There are several ways to get rid of whiteflies and I really wish I had known what they were earlier so that I could have possibly prevented them from taking over the garden. There are some sticky traps on the market that can be used as an early monitoring system – once the whiteflies show up it is time to go to something more serious to take care of them. The natural predators of whiteflies include ladybugs, lacewig, and a predatory wasp. Details on these can be found under the first link for whiteflies. Then, there are more preventative measures which include insecticidal soap (I tried this and it did seem to work, I had to use it daily and as soon as I didn’t the guys came back in force so I likely did not use it early enough). There are other sprays such as seaweed spray, repellant plants, and shoofly plants. Direct measures include vacuuming (seems dangerous to me! what if you damage the leaves?) as well as more serious sprays. Again, I didn’t really want to use a serious spray if I could get away from it but it may have been worth it to try. Whiteflies can also indicate that the plants are low in magnesium – so stores sell this as a supplement for plants. I’ll be better prepared next year if the whiteflies come again. I plan to invest in the sticky traps to get early notice that the suckers are back. I may buy ladybugs as a natural predator as well as invest in horticultural oil and try to make the alcohol spray that many websites suggest. The only problem with that is you need to be careful to ensure that the alcohol does not damage the plants.
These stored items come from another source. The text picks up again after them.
//! Two-party messaging between a contractor and a district collector.
//!
//! Messages are created unread. Only the non-sending party flips the read
//! flag; a sender marking their own message is a no-op (the unchanged record
//! comes back), and a state official is not a party to these threads at all.

use chrono::{DateTime, Utc};
use tracing::{debug, info};

use crate::error::EngineError;
use crate::model::{
    Communication, CommunicationId, Profile, ProfileId, ProjectId, Role, SenderType,
};
use crate::store::EntityStore;

/// Send a message. A contractor writes to their district collector; a
/// collector writes to a named contractor. When a project is referenced it
/// must belong to that contractor, and a collector may only reference
/// projects inside their own district.
pub fn send_message<S: EntityStore>(
    store: &mut S,
    actor: &Profile,
    contractor_id: Option<&ProfileId>,
    project_id: Option<&ProjectId>,
    body: &str,
    now: DateTime<Utc>,
) -> Result<Communication, EngineError> {
    if body.trim().is_empty() {
        return Err(EngineError::validation("message body must not be blank"));
    }

    let Some(sender_type) = SenderType::side_of(actor.role) else {
        return Err(EngineError::authorization(
            "state officials are not a party to contractor messages",
        ));
    };

    let (contractor, collector) = match sender_type {
        SenderType::Contractor => (actor.id.clone(), None),
        SenderType::DistrictCollector => {
            let Some(recipient) = contractor_id else {
                return Err(EngineError::validation(
                    "a collector message must name the recipient contractor",
                ));
            };
            // The recipient must exist and actually be a contractor.
            let recipient_profile = store.profile(recipient)?;
            if recipient_profile.role != Role::Contractor {
                return Err(EngineError::validation(format!(
                    "recipient '{recipient}' is not a contractor"
                )));
            }
            (recipient.clone(), Some(actor.id.clone()))
        }
    };

    if let Some(pid) = project_id {
        let project = store.project(pid)?;
        if !project.is_assigned_to(&contractor) {
            return Err(EngineError::validation(format!(
                "project '{pid}' is not assigned to contractor '{contractor}'"
            )));
        }
        if sender_type == SenderType::DistrictCollector
            && !actor.oversees_district(&project.district)
        {
            return Err(EngineError::authorization(format!(
                "district '{}' is outside the collector's scope",
                project.district
            )));
        }
    }

    let comm = Communication {
        id: CommunicationId::generate(),
        project_id: project_id.cloned(),
        contractor_id: contractor,
        district_collector_id: collector,
        sender_type,
        message: body.trim().to_string(),
        read: false,
        created_at: now,
    };
    store.insert_communication(comm.clone())?;
    info!(communication = %comm.id, sender = %actor.id, "message sent");
    Ok(comm)
}

/// Mark a message read. No-op (returns the unchanged record) when the sender
/// tries to mark their own message; an authorization error when the actor is
/// not a party to the thread.
pub fn mark_read<S: EntityStore>(
    store: &mut S,
    actor: &Profile,
    id: &CommunicationId,
) -> Result<Communication, EngineError> {
    let comm = store.communication(id)?;

    let Some(side) = SenderType::side_of(actor.role) else {
        return Err(EngineError::authorization(
            "state officials are not a party to contractor messages",
        ));
    };

    match side {
        SenderType::Contractor => {
            if comm.contractor_id != actor.id {
                return Err(EngineError::authorization(format!(
                    "communication '{id}' belongs to a different contractor"
                )));
            }
        }
        SenderType::DistrictCollector => {
            if comm
                .district_collector_id
                .as_ref()
                .is_some_and(|dc| *dc != actor.id)
            {
                return Err(EngineError::authorization(format!(
                    "communication '{id}' belongs to a different collector"
                )));
            }
        }
    }

    if side == comm.sender_type {
        debug!(communication = %id, "sender mark-read ignored");
        return Ok(comm);
    }

    let updated = store.mark_communication_read(id)?;
    debug!(communication = %id, reader = %actor.id, "message read");
    Ok(updated)
}

#[cfg(test)]
mod tests {
    use super::{mark_read, send_message};
    use crate::error::ErrorCode;
    use crate::model::{
        Profile, ProfileId, Project, ProjectId, ProjectStatus, Role, SenderType,
    };
    use crate::store::{EntityStore, MemoryStore};
    use chrono::{NaiveDate, Utc};

    fn profile(id: &str, role: Role, district: Option<&str>) -> Profile {
        Profile {
            id: ProfileId::new(id),
            role,
            assigned_district: district.map(str::to_string),
            email: format!("{id}@example.in"),
            full_name: id.to_string(),
            created_at: Utc::now(),
        }
    }

    fn seeded_store() -> MemoryStore {
        let mut store = MemoryStore::new();
        for p in [
            profile("c-1", Role::Contractor, None),
            profile("dc-1", Role::DistrictCollector, Some("Mumbai")),
        ] {
            store.insert_profile(p).expect("insert profile");
        }
        store
            .insert_project(Project {
                id: ProjectId::new("p1"),
                name: "Rural Road Development Phase 1".into(),
                district: "Mumbai".into(),
                agency: "PWD".into(),
                contractor_id: Some(ProfileId::new("c-1")),
                budget_allocated: 5_000_000,
                fund_utilized: 3_200_000,
                completion_percentage: 64,
                status: ProjectStatus::Ongoing,
                start_date: NaiveDate::from_ymd_opt(2024, 1, 15).expect("valid date"),
                end_date: None,
                created_at: Utc::now(),
                updated_at: Utc::now(),
            })
            .expect("insert project");
        store
    }

    #[test]
    fn contractor_message_is_created_unread() {
        let mut store = seeded_store();
        let sender = profile("c-1", Role::Contractor, None);
        let comm = send_message(
            &mut store,
            &sender,
            None,
            Some(&ProjectId::new("p1")),
            "Road foundation completed for 5km stretch",
            Utc::now(),
        )
        .expect("send");
        assert!(!comm.read);
        assert_eq!(comm.sender_type, SenderType::Contractor);
        assert_eq!(comm.contractor_id, ProfileId::new("c-1"));
        assert!(comm.district_collector_id.is_none());
    }

    #[test]
    fn counterparty_marks_read_sender_cannot() {
        let mut store = seeded_store();
        let sender = profile("c-1", Role::Contractor, None);
        let comm = send_message(&mut store, &sender, None, None, "Update please", Utc::now())
            .expect("send");

        // sender's own attempt is a no-op
        let unchanged = mark_read(&mut store, &sender, &comm.id).expect("no-op");
        assert!(!unchanged.read);

        let collector = profile("dc-1", Role::DistrictCollector, Some("Mumbai"));
        let read = mark_read(&mut store, &collector, &comm.id).expect("counterparty read");
        assert!(read.read);
    }

    #[test]
    fn collector_message_requires_recipient() {
        let mut store = seeded_store();
        let collector = profile("dc-1", Role::DistrictCollector, Some("Mumbai"));
        let err = send_message(&mut store, &collector, None, None, "Status?", Utc::now())
            .expect_err("no recipient");
        assert_eq!(err.code(), ErrorCode::Validation);

        let comm = send_message(
            &mut store,
            &collector,
            Some(&ProfileId::new("c-1")),
            None,
            "Status?",
            Utc::now(),
        )
        .expect("send with recipient");
        assert_eq!(comm.district_collector_id, Some(ProfileId::new("dc-1")));
        assert_eq!(comm.sender_type, SenderType::DistrictCollector);
    }

    #[test]
    fn project_must_belong_to_the_contractor() {
        let mut store = seeded_store();
        store
            .insert_profile(profile("c-2", Role::Contractor, None))
            .expect("insert");
        let other = profile("c-2", Role::Contractor, None);
        let err = send_message(
            &mut store,
            &other,
            None,
            Some(&ProjectId::new("p1")),
            "About this project",
            Utc::now(),
        )
        .expect_err("foreign project");
        assert_eq!(err.code(), ErrorCode::Validation);
    }

    #[test]
    fn out_of_district_collector_cannot_reference_project() {
        let mut store = seeded_store();
        let foreign = profile("dc-2", Role::DistrictCollector, Some("Pune"));
        let err = send_message(
            &mut store,
            &foreign,
            Some(&ProfileId::new("c-1")),
            Some(&ProjectId::new("p1")),
            "Inspection due",
            Utc::now(),
        )
        .expect_err("out of scope");
        assert_eq!(err.code(), ErrorCode::Authorization);
    }

    #[test]
    fn state_official_is_not_a_party() {
        let mut store = seeded_store();
        let sender = profile("c-1", Role::Contractor, None);
        let comm = send_message(&mut store, &sender, None, None, "Hello", Utc::now())
            .expect("send");

        let official = profile("so-1", Role::StateOfficial, None);
        let err = mark_read(&mut store, &official, &comm.id).expect_err("no seat");
        assert_eq!(err.code(), ErrorCode::Authorization);
    }

    #[test]
    fn blank_body_is_rejected() {
        let mut store = seeded_store();
        let sender = profile("c-1", Role::Contractor, None);
        let err = send_message(&mut store, &sender, None, None, "   ", Utc::now())
            .expect_err("blank");
        assert_eq!(err.code(), ErrorCode::Validation);
    }
}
You can see from the photographs that I completely tore out the plants from the gardens and have removed the weeds, etc. Let’s hope that the okra make it! I check the new garden beds in the greenhouse daily for whiteflies in the hopes that I can prevent another infestation this year.
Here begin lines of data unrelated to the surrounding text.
use chrono::{DateTime, Utc};
use serde::{Deserialize, Serialize};
use std::{fmt, str::FromStr};

use super::{
    ParseEnumError,
    ids::{ImageUpdateId, ProfileId, ProjectId},
    normalize,
};

/// Kinds of progress imagery a contractor can attach to a project. The wire
/// name for [`ImageKind::ThreeSixty`] is the literal `"360"` the source
/// schema stores.
#[derive(Debug, Clone, Copy, PartialEq, Eq, Serialize, Deserialize)]
#[serde(rename_all = "lowercase")]
pub enum ImageKind {
    Progress,
    Ar,
    #[serde(rename = "360")]
    ThreeSixty,
}

impl ImageKind {
    const fn as_str(self) -> &'static str {
        match self {
            Self::Progress => "progress",
            Self::Ar => "ar",
            Self::ThreeSixty => "360",
        }
    }
}

impl fmt::Display for ImageKind {
    fn fmt(&self, f: &mut fmt::Formatter<'_>) -> fmt::Result {
        f.write_str(self.as_str())
    }
}

impl FromStr for ImageKind {
    type Err = ParseEnumError;

    fn from_str(s: &str) -> Result<Self, Self::Err> {
        match normalize(s).as_str() {
            "progress" => Ok(Self::Progress),
            "ar" => Ok(Self::Ar),
            "360" => Ok(Self::ThreeSixty),
            _ => Err(ParseEnumError {
                expected: "image kind",
                got: s.to_string(),
            }),
        }
    }
}

/// One entry in a project's append-only image log. Never mutated after
/// creation; the engine stores only the blob-store URL, never bytes.
#[derive(Debug, Clone, PartialEq, Eq, Serialize, Deserialize)]
pub struct ImageUpdate {
    pub id: ImageUpdateId,
    pub project_id: ProjectId,
    pub contractor_id: ProfileId,
    pub image_type: ImageKind,
    pub image_url: String,
    pub description: Option<String>,
    pub created_at: DateTime<Utc>,
}

#[cfg(test)]
mod tests {
    use super::ImageKind;
    use std::str::FromStr;

    #[test]
    fn wire_name_for_panorama_is_numeric() {
        assert_eq!(serde_json::to_string(&ImageKind::ThreeSixty).unwrap(), "\"360\"");
        assert_eq!(
            serde_json::from_str::<ImageKind>("\"360\"").unwrap(),
            ImageKind::ThreeSixty
        );
    }

    #[test]
    fn parse_accepts_all_kinds() {
        assert_eq!(ImageKind::from_str("progress").unwrap(), ImageKind::Progress);
        assert_eq!(ImageKind::from_str("AR").unwrap(), ImageKind::Ar);
        assert_eq!(ImageKind::from_str("360").unwrap(), ImageKind::ThreeSixty);
        assert!(ImageKind::from_str("video").is_err());
    }
}
use chrono::{DateTime, Utc};
use serde::{Deserialize, Serialize};
use std::{fmt, str::FromStr};

use super::{
    ParseEnumError,
    ids::{CommunicationId, ProfileId, ProjectId},
    normalize,
    profile::Role,
};

/// Which of the two message parties authored a communication.
#[derive(Debug, Clone, Copy, PartialEq, Eq, Serialize, Deserialize)]
#[serde(rename_all = "snake_case")]
pub enum SenderType {
    Contractor,
    DistrictCollector,
}

impl SenderType {
    const fn as_str(self) -> &'static str {
        match self {
            Self::Contractor => "contractor",
            Self::DistrictCollector => "district_collector",
        }
    }

    /// The message side a role occupies, if it occupies one at all. State
    /// officials are not a party to contractor/collector threads.
    #[must_use]
    pub const fn side_of(role: Role) -> Option<Self> {
        match role {
            Role::Contractor => Some(Self::Contractor),
            Role::DistrictCollector => Some(Self::DistrictCollector),
            Role::StateOfficial => None,
        }
    }
}

impl fmt::Display for SenderType {
    fn fmt(&self, f: &mut fmt::Formatter<'_>) -> fmt::Result {
        f.write_str(self.as_str())
    }
}

impl FromStr for SenderType {
    type Err = ParseEnumError;

    fn from_str(s: &str) -> Result<Self, Self::Err> {
        match normalize(s).as_str() {
            "contractor" => Ok(Self::Contractor),
            "district_collector" => Ok(Self::DistrictCollector),
            _ => Err(ParseEnumError {
                expected: "sender type",
                got: s.to_string(),
            }),
        }
    }
}

/// A two-party message between a contractor and a district collector.
/// Created unread; only the non-sending party flips `read`.
#[derive(Debug, Clone, PartialEq, Eq, Serialize, Deserialize)]
pub struct Communication {
    pub id: CommunicationId,
    pub project_id: Option<ProjectId>,
    pub contractor_id: ProfileId,
    pub district_collector_id: Option<ProfileId>,
    pub sender_type: SenderType,
    pub message: String,
    pub read: bool,
    pub created_at: DateTime<Utc>,
}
With the new composting barrel and all of the plants that I pulled up this weekend, we started composting! A compost pile can take care of itself with little intervention as long as the set up is done correctly. There are both stationary and rotating compost bins. We bought the rotating barrel. Both types need to be turned periodically to introduce oxygen so that the bacteria can break down the material. This was a good choice for us because the rotating barrel model allows for heat and moisture retention, which speeds up the composting process. Since I am growing more plants and maybe replanting in the squarefoot gardens it would be great to supplement with some good compost. There are brown and green elements that are necessary for a good compost – green includes things like grass clippings and kitchen waste whereas brown includes newspaper clippings, wood chips, and dry leaves. We started ours with grass clippings and dried leaves from the yard and added a lot of plant material from the garden. We also added an activator called Ringer 3050 that we bought off of Amazon. Once we added that, the barrel was rotated and left to sit for the next week or so. The compost should be mixed every week and I will check it this coming weekend to make sure that the moisture content is OK. We want it to be slightly damp. After a month or so, the compost should be broken down and look like dark, crumbly soil. I’m pretty excited to see if we can get the composting right. If so, we can probably reduce a lot of our kitchen waste and end up having better crops!